Les participants se sont également engagés à placer les valeurs africaines de partage, de dignité et de guérison au cœur de tous leurs travaux sur les systèmes alimentaires, à promouvoir des réformes inclusives, des programmes scolaires valorisant les traditions alimentaires africaines dans l’enseignement culinaire et agricole, à soutenir la narration qui met en valeur les chefs, les agriculteurs et les guérisseurs alimentaires locaux en tant que
gardiens du patrimoine africain, à exiger la mise en œuvre concrète de politiques nationales et régionales en matière de souveraineté alimentaire. Ils ont également appelé les législateurs africains à harmoniser les politiques climatiques, agricoles et éducatives avec les systèmes alimentaires indigènes, à protéger les petits producteurs et les traditions culinaires contre les influences extérieures abusives, à promouvoir les investissements publics et privés dans les chefs cuisiniers locaux, les innovateurs alimentaires et les pôles culturels alimentaires.

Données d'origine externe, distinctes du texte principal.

//! PHOENIX runner binary

use anyhow::Result;
use tracing::info;
use tracing_subscriber::{layer::SubscriberExt, util::SubscriberInitExt};

use phoenix::RunnerConfig;
use phoenix_common::VERSION;

#[tokio::main]
async fn main() -> Result<()> {
    // Initialize tracing
    tracing_subscriber::registry()
        .with(tracing_subscriber::fmt::layer())
        .with(tracing_subscriber::EnvFilter::from_default_env())
        .init();

    info!("Starting PHOENIX v{}", VERSION);

    let config = RunnerConfig::load()?;
    info!(
        population_size = config.evolution.population_size,
        max_generations = config.evolution.max_generations,
        seed = config.evolution.seed,
        "Loaded configuration"
    );

    let outcome = phoenix::run(config).await?;
    println!("{}", serde_json::to_string_pretty(&outcome.summary)?);
    for recommendation in &outcome.report.assessment.recommendations {
        info!(%recommendation, "Recommendation");
    }
    Ok(())
}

Le début d’un vaste mouvement
Enfin, dans un esprit uni et une volonté commune de faire bouger les

lignes, cette rencontre continentale a appelé à traduire cette déclaration en engagements réels, en actions concrètes ; et cela, des salles de cuisine aux salles de classe, en passant par les fermes et les politiques. Tout en saluant le travail des chefs cuisiniers africains, le représentant du conseil d’administration de l’AFSA, Fassil Gebeyehu Yelemtu, a appelé à célébrer ces millions de femmes des villages africains, véritables héroïnes de la cuisine du continent, et dont les connaissances millénaires sur les mets locaux ne sont pas documentées ; et il faut créer des opportunités pour tirer parti des savoirs ancestraux détenus par ces femmes. Pour lui, ce rassemblement a déclenché un réel mouvement pour déverrouiller les systèmes qui font de la nourriture une arme contre l’Afrique.
Le coordonnateur général de l’AFSA, Dr Million Belay, s’est réjoui de la tenue de cette rencontre historique qui a réuni les parties prenantes des systèmes alimentaires africains à savoir les chefs cuisiniers, les décideurs politiques, les producteurs, les nutritionnistes, les médias, la société civile et qui donne l’opportunité et l’espoir de faire revivre l’art culinaire du continent et de promouvoir les mets africains à l’échelle continentale. Elle a servi de tribune, a-t-il poursuivi, pour explorer les politiques africaines, leurs limites, et voir comment opérer les ajustements nécessaires afin d’assurer une meilleure protection des systèmes alimentaires africains, de faire de la campagne « ma nourriture est africaine » une réalité, avec l’agroécologie comme meilleure approche pour y arriver. Et loin d’être la fin d’une histoire, ce premier rassemblement constitue le début d’un vaste mouvement qui va se poursuivre sur le terrain, dans les différents pays, à travers la synergie d’actions des différentes parties prenantes, a conclu, M. Belay.